::: Information shown
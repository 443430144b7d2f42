//! Application identity presented to media servers.

/// Application name shown in the server's device list.
pub const APP_NAME: &str = "Jellyfin musical theme finder";

pub const CLIENT_VERSION: &str = env!("CARGO_PKG_VERSION");

pub const USER_AGENT: &str = concat!("jellyfin-musical-theme-finder/", env!("CARGO_PKG_VERSION"));

/// Identity of one client instance.
///
/// Every instance gets its own device id, so several connections to the
/// same server show up as separate devices.
#[derive(Debug, Clone, PartialEq, Eq)]
pub struct ClientIdentity {
    pub app_name: String,
    pub version: String,
    pub device_name: String,
    pub device_id: String,
}

impl ClientIdentity {
    /// Identity with the fixed app name and version and a fresh device id.
    pub fn generate() -> Self {
        Self {
            app_name: APP_NAME.to_string(),
            version: CLIENT_VERSION.to_string(),
            device_name: APP_NAME.to_string(),
            device_id: uuid::Uuid::new_v4().to_string(),
        }
    }

    /// Value of the `Authorization` header, with the token once known.
    pub fn authorization_header(&self, token: Option<&str>) -> String {
        let mut header = format!(
            "MediaBrowser Client=\"{}\", Device=\"{}\", DeviceId=\"{}\", Version=\"{}\"",
            self.app_name, self.device_name, self.device_id, self.version
        );
        if let Some(token) = token {
            header.push_str(&format!(", Token=\"{}\"", token));
        }
        header
    }
}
::::::
▶ Task requirements
Write out only what runs from the line holding "server's device list." through the last line of the records, exactly as shown.

▶ Exercise output
/// Application name shown in the server's device list.
pub const APP_NAME: &str = "Jellyfin musical theme finder";

pub const CLIENT_VERSION: &str = env!("CARGO_PKG_VERSION");

pub const USER_AGENT: &str = concat!("jellyfin-musical-theme-finder/", env!("CARGO_PKG_VERSION"));

/// Identity of one client instance.
///
/// Every instance gets its own device id, so several connections to the
/// same server show up as separate devices.
#[derive(Debug, Clone, PartialEq, Eq)]
pub struct ClientIdentity {
    pub app_name: String,
    pub version: String,
    pub device_name: String,
    pub device_id: String,
}

impl ClientIdentity {
    /// Identity with the fixed app name and version and a fresh device id.
    pub fn generate() -> Self {
        Self {
            app_name: APP_NAME.to_string(),
            version: CLIENT_VERSION.to_string(),
            device_name: APP_NAME.to_string(),
            device_id: uuid::Uuid::new_v4().to_string(),
        }
    }

    /// Value of the `Authorization` header, with the token once known.
    pub fn authorization_header(&self, token: Option<&str>) -> String {
        let mut header = format!(
            "MediaBrowser Client=\"{}\", Device=\"{}\", DeviceId=\"{}\", Version=\"{}\"",
            self.app_name, self.device_name, self.device_id, self.version
        );
        if let Some(token) = token {
            header.push_str(&format!(", Token=\"{}\"", token));
        }
        header
    }
}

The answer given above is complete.